TASK MATERIAL
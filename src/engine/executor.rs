//! How the engine runs a single job.
//!
//! The engine talks to a [`JobExecutor`] instead of the reconciler
//! directly, so tests can swap in a fake that never touches a driver.

use async_trait::async_trait;
use tracing::{debug, info};

use crate::bundle::definition::is_built_in_action;
use crate::context::Context;
use crate::errors::{BundleError, Result};
use crate::exec::ExecuteOptions;
use crate::reconcile::{ReconcileOptions, Reconciler};
use crate::types::ResultStatus;
use crate::workflow::model::{ACTION_NONE, Job};
use crate::workflow::wiring::ROOT_JOB_KEY;

/// Outcome of one job, recorded into its status.
#[derive(Debug, Clone, PartialEq, Eq)]
pub struct JobReport {
    pub run_id: String,
    pub result_id: String,
    pub status: ResultStatus,
    pub message: String,
}

impl JobReport {
    pub fn succeeded(run_id: impl Into<String>, result_id: impl Into<String>) -> Self {
        Self {
            run_id: run_id.into(),
            result_id: result_id.into(),
            status: ResultStatus::Succeeded,
            message: String::new(),
        }
    }

    pub fn failed(status: ResultStatus, message: impl Into<String>) -> Self {
        Self {
            run_id: String::new(),
            result_id: String::new(),
            status,
            message: message.into(),
        }
    }
}

#[async_trait]
pub trait JobExecutor: Send + Sync {
    /// Run `job`. An `Err` is reserved for failures that should abort the
    /// whole workflow; a job that merely failed reports it in the
    /// [`JobReport`].
    async fn execute_job(&self, ctx: &Context, job: &Job) -> Result<JobReport>;
}

/// Production executor: asks the reconciler whether each job needs to run.
#[derive(Debug, Clone)]
pub struct ReconcilingJobExecutor {
    reconciler: Reconciler,
    exec: ExecuteOptions,
    /// Run the root job's planned action as is instead of reconciling it,
    /// as `upgrade` and `invoke` require.
    run_root_action: bool,
    /// Upgrade the root installation even when it is in sync.
    force_root: bool,
}

impl ReconcilingJobExecutor {
    pub fn new(reconciler: Reconciler, exec: ExecuteOptions) -> Self {
        Self {
            reconciler,
            exec,
            run_root_action: false,
            force_root: false,
        }
    }

    pub fn run_root_action(mut self, yes: bool) -> Self {
        self.run_root_action = yes;
        self
    }

    pub fn force_root(mut self, yes: bool) -> Self {
        self.force_root = yes;
        self
    }

    /// Execute options for `job`. `--param` overrides name root
    /// parameters: the root job gets those recorded on it, topped up with
    /// any given now. Dependencies reach them only through wiring.
    fn options_for(&self, job: &Job) -> ExecuteOptions {
        let mut exec = self.exec.clone();
        if job.key == ROOT_JOB_KEY {
            let mut params = job.overrides.clone();
            params.extend(std::mem::take(&mut exec.params));
            exec.params = params;
        } else {
            exec.params.clear();
        }
        exec
    }

    /// A reused installation: its last result stands in for the job's.
    async fn reuse(&self, ctx: &Context, job: &Job) -> Result<JobReport> {
        let spec = &job.installation;
        let inst = self
            .reconciler
            .executor()
            .storage()
            .get_installation(ctx, &spec.namespace, &spec.name)
            .await?;
        debug!(job = %job.key, installation = %spec.name, result_id = %inst.status.last_result_id, "reusing installation");
        Ok(JobReport::succeeded(
            inst.status.last_run_id,
            inst.status.last_result_id,
        ))
    }
}

#[async_trait]
impl JobExecutor for ReconcilingJobExecutor {
    async fn execute_job(&self, ctx: &Context, job: &Job) -> Result<JobReport> {
        if job.action == ACTION_NONE {
            return self.reuse(ctx, job).await;
        }

        let exec = self.options_for(job);
        let direct = !is_built_in_action(&job.action)
            || (self.run_root_action && job.key == ROOT_JOB_KEY);
        let attempt = if direct {
            info!(job = %job.key, action = %job.action, "running job action");
            self.reconciler
                .executor()
                .execute(ctx, &job.installation, &job.action, &exec)
                .await
                .map(|record| {
                    let message = record.error.as_ref().map(|e| e.to_string()).unwrap_or_default();
                    JobReport {
                        run_id: record.run.id,
                        result_id: record.result.id,
                        status: record.result.status,
                        message,
                    }
                })
        } else {
            let opts = ReconcileOptions {
                installation: job.installation.clone(),
                force: self.force_root && job.key == ROOT_JOB_KEY,
                dry_run: false,
                exec,
            };
            self.reconciler.reconcile(ctx, &opts).await.map(|outcome| {
                let message = match &outcome.record {
                    Some(record) => record.error.as_ref().map(|e| e.to_string()).unwrap_or_default(),
                    None => outcome.decision.reason.clone(),
                };
                JobReport {
                    run_id: outcome.run_id,
                    result_id: outcome.result_id,
                    status: outcome.status,
                    message,
                }
            })
        };

        match attempt {
            Ok(report) => Ok(report),
            Err(e @ BundleError::InvariantViolated(_)) => Err(e),
            Err(BundleError::Canceled(m)) => Ok(JobReport::failed(ResultStatus::Canceled, m)),
            // Failures before a run was recorded still fail the job.
            Err(e) => Ok(JobReport::failed(ResultStatus::Failed, e.to_string())),
        }
    }
}
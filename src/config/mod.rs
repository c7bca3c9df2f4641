//! User configuration and home-directory layout.

pub mod home;
pub mod loader;
pub mod model;
pub mod validate;

pub use home::Home;
pub use loader::{load_and_validate, load_config};
pub use model::{Config, PluginConfig, PluginSelection, RawConfigFile};
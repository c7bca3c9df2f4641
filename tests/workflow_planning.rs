// tests/workflow_planning.rs

mod common;
use crate::common::builders::{BundleBuilder, DependencyBuilder, InstallationBuilder};
use crate::common::{Harness, NAMESPACE, expect_err, init_tracing};

use std::error::Error;

use bundlectl::bundle::Bundle;
use bundlectl::errors::{self, ErrorKind};
use bundlectl::resolver::ResolveOptions;
use bundlectl::secrets::SecretStrategy;
use bundlectl::storage::{Installation, InstallationSpec};
use bundlectl::workflow::{ACTION_NONE, Job, PlanOptions, Planner, SHARING_GROUP_LABEL, Workflow};
use chrono::Utc;

type TestResult = Result<(), Box<dyn Error>>;

async fn plan(h: &Harness, spec: &InstallationSpec, opts: &PlanOptions) -> errors::Result<Workflow> {
    let ctx = h.ctx();
    let reference = spec.bundle.to_reference()?;
    let bundle = h
        .resolver
        .resolve(&ctx, &reference, ResolveOptions::default())
        .await?;
    Planner::new(h.storage.clone(), h.resolver.clone())
        .plan(&ctx, spec, &bundle, opts)
        .await
}

fn job<'a>(wf: &'a Workflow, key: &str) -> &'a Job {
    wf.get_job(key)
        .unwrap_or_else(|| panic!("workflow has no job {key}"))
}

fn source<'a>(strategies: &'a [SecretStrategy], name: &str) -> &'a str {
    strategies
        .iter()
        .find(|s| s.name == name)
        .map(|s| s.source.value.as_str())
        .unwrap_or_else(|| panic!("no strategy {name}"))
}

/// wordpress -> {mysql (~5.7) -> backup, migrator <- mysql.connstr}
fn publish_wordpress(h: &Harness) {
    h.publish(
        "example.com/wordpress:v1.0.0",
        BundleBuilder::new("wordpress", "1.0.0")
            .with_credential("dbpass", true)
            .with_dependency(
                DependencyBuilder::new("mysql", "example.com/mysql")
                    .with_version("~5.7")
                    .with_parameter("database", "wordpress")
                    .with_parameter("password", "bundle.credentials.dbpass")
                    .build(),
            )
            .with_dependency(
                DependencyBuilder::new("migrator", "example.com/migrator:v2.0.0")
                    .with_parameter("connstr", "${bundle.dependencies.mysql.outputs.connstr}")
                    .build(),
            )
            .build(),
    );
    let mysql = |version: &str| -> Bundle {
        BundleBuilder::new("mysql", version)
            .with_string_param("database")
            .with_sensitive_param("password")
            .with_output("connstr")
            .with_dependency(DependencyBuilder::new("backup", "example.com/backup:v1.0.0").build())
            .build()
    };
    h.publish("example.com/mysql:v5.7.1", mysql("5.7.1"));
    h.publish("example.com/mysql:v5.7.9", mysql("5.7.9"));
    h.publish("example.com/mysql:v8.0.0", mysql("8.0.0"));
    h.publish(
        "example.com/migrator:v2.0.0",
        BundleBuilder::new("migrator", "2.0.0")
            .with_string_param("connstr")
            .build(),
    );
    h.publish(
        "example.com/backup:v1.0.0",
        BundleBuilder::new("backup", "1.0.0").build(),
    );
}

fn wordpress() -> InstallationBuilder {
    InstallationBuilder::new(NAMESPACE, "wordpress").with_reference("example.com/wordpress:v1.0.0")
}

#[tokio::test]
async fn dependencies_become_ordered_jobs() -> TestResult {
    init_tracing();
    let h = Harness::new();
    publish_wordpress(&h);

    let wf = plan(&h, &wordpress().build(), &PlanOptions::default()).await?;
    assert_eq!(wf.namespace, NAMESPACE);
    assert_eq!(wf.installation, "wordpress");
    assert_eq!(wf.spec.stages.len(), 1);
    let keys: Vec<&str> = wf.jobs().map(|j| j.key.as_str()).collect();
    assert_eq!(keys, vec!["migrator", "mysql", "mysql/backup", "root"]);

    let root = job(&wf, "root");
    assert_eq!(root.action, "install");
    assert_eq!(root.depends, vec!["mysql", "migrator"]);

    let mysql = job(&wf, "mysql");
    assert_eq!(mysql.installation.name, "wordpress/mysql");
    assert_eq!(mysql.installation.namespace, NAMESPACE);
    assert_eq!(mysql.depends, vec!["mysql/backup"]);
    assert_eq!(mysql.installation.bundle.tag, "v5.7.9");
    assert_eq!(mysql.installation.bundle.version, "5.7.9");

    let backup = job(&wf, "mysql/backup");
    assert_eq!(backup.installation.name, "wordpress/mysql/backup");
    assert!(backup.depends.is_empty());

    assert_eq!(job(&wf, "migrator").depends, vec!["mysql"]);
    Ok(())
}

#[tokio::test]
async fn wiring_is_lowered_to_workflow_references() -> TestResult {
    init_tracing();
    let h = Harness::new();
    publish_wordpress(&h);

    let wf = plan(&h, &wordpress().build(), &PlanOptions::default()).await?;
    let mysql = &job(&wf, "mysql").installation;
    let database = mysql
        .parameters
        .iter()
        .find(|s| s.name == "database")
        .expect("database wired");
    assert_eq!(database.source.key, "value");
    assert_eq!(database.source.value, "wordpress");
    assert_eq!(
        source(&mysql.parameters, "password"),
        "workflow.${WFID}.jobs.root.credentials.dbpass"
    );
    assert_eq!(
        source(&job(&wf, "migrator").installation.parameters, "connstr"),
        "workflow.${WFID}.jobs.mysql.outputs.connstr"
    );
    Ok(())
}

#[tokio::test]
async fn uninstall_reverses_the_order() -> TestResult {
    init_tracing();
    let h = Harness::new();
    publish_wordpress(&h);

    let wf = plan(&h, &wordpress().uninstalled().build(), &PlanOptions::default()).await?;
    assert!(wf.jobs().all(|j| j.action == "uninstall"));
    assert!(wf.jobs().all(|j| j.installation.uninstalled));
    assert!(job(&wf, "root").depends.is_empty());
    assert_eq!(job(&wf, "migrator").depends, vec!["root"]);
    assert_eq!(job(&wf, "mysql").depends, vec!["migrator", "root"]);
    assert_eq!(job(&wf, "mysql/backup").depends, vec!["mysql"]);
    Ok(())
}

#[tokio::test]
async fn installed_dependencies_are_upgraded() -> TestResult {
    init_tracing();
    let h = Harness::new();
    let ctx = h.ctx();
    publish_wordpress(&h);

    let mut existing = Installation::new(InstallationBuilder::new(NAMESPACE, "wordpress/mysql").build());
    existing.status.installed = Some(Utc::now());
    existing.status.installation_completed = true;
    h.storage.insert_installation(&ctx, &mut existing).await?;

    let opts = PlanOptions {
        action: Some("upgrade".into()),
        debug_mode: true,
        max_parallel: 8,
        ..Default::default()
    };
    let wf = plan(&h, &wordpress().build(), &opts).await?;
    assert_eq!(job(&wf, "root").action, "upgrade");
    assert_eq!(job(&wf, "mysql").action, "upgrade");
    assert_eq!(job(&wf, "migrator").action, "install");
    assert_eq!(wf.spec.max_parallel, 1);
    assert!(wf.spec.debug_mode);
    Ok(())
}

fn publish_shared(h: &Harness) {
    h.publish(
        "example.com/app:v1.0.0",
        BundleBuilder::new("app", "1.0.0")
            .with_dependency(
                DependencyBuilder::new("cache", "example.com/redis")
                    .with_version("^7")
                    .shared("infra")
                    .build(),
            )
            .build(),
    );
    h.publish("example.com/redis:v7.2.0", BundleBuilder::new("redis", "7.2.0").build());
}

fn app() -> InstallationSpec {
    InstallationBuilder::new(NAMESPACE, "app")
        .with_reference("example.com/app:v1.0.0")
        .build()
}

#[tokio::test]
async fn shared_dependencies_get_a_group_installation() -> TestResult {
    init_tracing();
    let h = Harness::new();
    publish_shared(&h);

    let wf = plan(&h, &app(), &PlanOptions::default()).await?;
    let cache = job(&wf, "cache");
    assert_eq!(cache.action, "install");
    assert_eq!(cache.installation.name, "infra-cache");
    assert_eq!(
        cache.installation.labels.get(SHARING_GROUP_LABEL).map(String::as_str),
        Some("infra")
    );
    Ok(())
}

#[tokio::test]
async fn installed_group_members_are_reused() -> TestResult {
    init_tracing();
    let h = Harness::new();
    let ctx = h.ctx();
    publish_shared(&h);

    let mut existing = Installation::new(
        InstallationBuilder::new(NAMESPACE, "prod-redis")
            .with_reference("example.com/redis:v7.2.0")
            .with_label(SHARING_GROUP_LABEL, "infra")
            .build(),
    );
    existing.status.installed = Some(Utc::now());
    existing.status.installation_completed = true;
    existing.status.bundle_version = "7.2.0".into();
    h.storage.insert_installation(&ctx, &mut existing).await?;

    let wf = plan(&h, &app(), &PlanOptions::default()).await?;
    let cache = job(&wf, "cache");
    assert_eq!(cache.action, ACTION_NONE);
    assert_eq!(cache.installation.name, "prod-redis");
    Ok(())
}

#[tokio::test]
async fn group_members_outside_the_version_range_are_not_reused() -> TestResult {
    init_tracing();
    let h = Harness::new();
    let ctx = h.ctx();
    publish_shared(&h);

    let mut old = Installation::new(
        InstallationBuilder::new(NAMESPACE, "old-redis")
            .with_reference("example.com/redis:v6.0.0")
            .with_label(SHARING_GROUP_LABEL, "infra")
            .build(),
    );
    old.status.installed = Some(Utc::now());
    old.status.bundle_version = "6.0.0".into();
    h.storage.insert_installation(&ctx, &mut old).await?;

    let wf = plan(&h, &app(), &PlanOptions::default()).await?;
    assert_eq!(job(&wf, "cache").installation.name, "infra-cache");
    Ok(())
}

#[tokio::test]
async fn untagged_dependencies_use_latest() -> TestResult {
    init_tracing();
    let h = Harness::new();
    h.publish(
        "example.com/site:v1.0.0",
        BundleBuilder::new("site", "1.0.0")
            .with_dependency(DependencyBuilder::new("cdn", "example.com/cdn").build())
            .build(),
    );
    h.publish("example.com/cdn:latest", BundleBuilder::new("cdn", "3.1.0").build());

    let spec = InstallationBuilder::new(NAMESPACE, "site")
        .with_reference("example.com/site:v1.0.0")
        .build();
    let wf = plan(&h, &spec, &PlanOptions::default()).await?;
    assert_eq!(job(&wf, "cdn").installation.bundle.tag, "latest");
    Ok(())
}

#[tokio::test]
async fn a_bundle_depending_on_itself_is_cyclic() {
    init_tracing();
    let h = Harness::new();
    h.publish(
        "example.com/loop:v1.0.0",
        BundleBuilder::new("loop", "1.0.0")
            .with_dependency(DependencyBuilder::new("again", "example.com/loop:v1.0.0").build())
            .build(),
    );
    let spec = InstallationBuilder::new(NAMESPACE, "loop")
        .with_reference("example.com/loop:v1.0.0")
        .build();
    let err = expect_err(plan(&h, &spec, &PlanOptions::default()).await);
    assert_eq!(err.kind(), ErrorKind::CyclicDependency);
    assert_eq!(
        err.to_string(),
        "cyclic dependency: example.com/loop -> example.com/loop"
    );
}

#[tokio::test]
async fn dependencies_may_not_be_named_root() {
    init_tracing();
    let h = Harness::new();
    h.publish(
        "example.com/odd:v1.0.0",
        BundleBuilder::new("odd", "1.0.0")
            .with_dependency(DependencyBuilder::new("root", "example.com/backup:v1.0.0").build())
            .build(),
    );
    h.publish("example.com/backup:v1.0.0", BundleBuilder::new("backup", "1.0.0").build());
    let spec = InstallationBuilder::new(NAMESPACE, "odd")
        .with_reference("example.com/odd:v1.0.0")
        .build();
    let err = expect_err(plan(&h, &spec, &PlanOptions::default()).await);
    assert_eq!(err.kind(), ErrorKind::InvalidManifest);
}

#[tokio::test]
async fn unsatisfiable_versions_fail_the_plan() {
    init_tracing();
    let h = Harness::new();
    h.publish(
        "example.com/pinned:v1.0.0",
        BundleBuilder::new("pinned", "1.0.0")
            .with_dependency(
                DependencyBuilder::new("db", "example.com/mysql")
                    .with_version(">=10")
                    .build(),
            )
            .build(),
    );
    h.publish("example.com/mysql:v5.7.9", BundleBuilder::new("mysql", "5.7.9").build());
    let spec = InstallationBuilder::new(NAMESPACE, "pinned")
        .with_reference("example.com/pinned:v1.0.0")
        .build();
    let err = expect_err(plan(&h, &spec, &PlanOptions::default()).await);
    assert!(err.is_not_found(), "{err}");
}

EXERCISE BRIEF
Every line above that holds "ErrorKind" should be copied out.

EXERCISE SOLUTION
use bundlectl::errors::{self, ErrorKind};
    assert_eq!(err.kind(), ErrorKind::CyclicDependency);
    assert_eq!(err.kind(), ErrorKind::InvalidManifest);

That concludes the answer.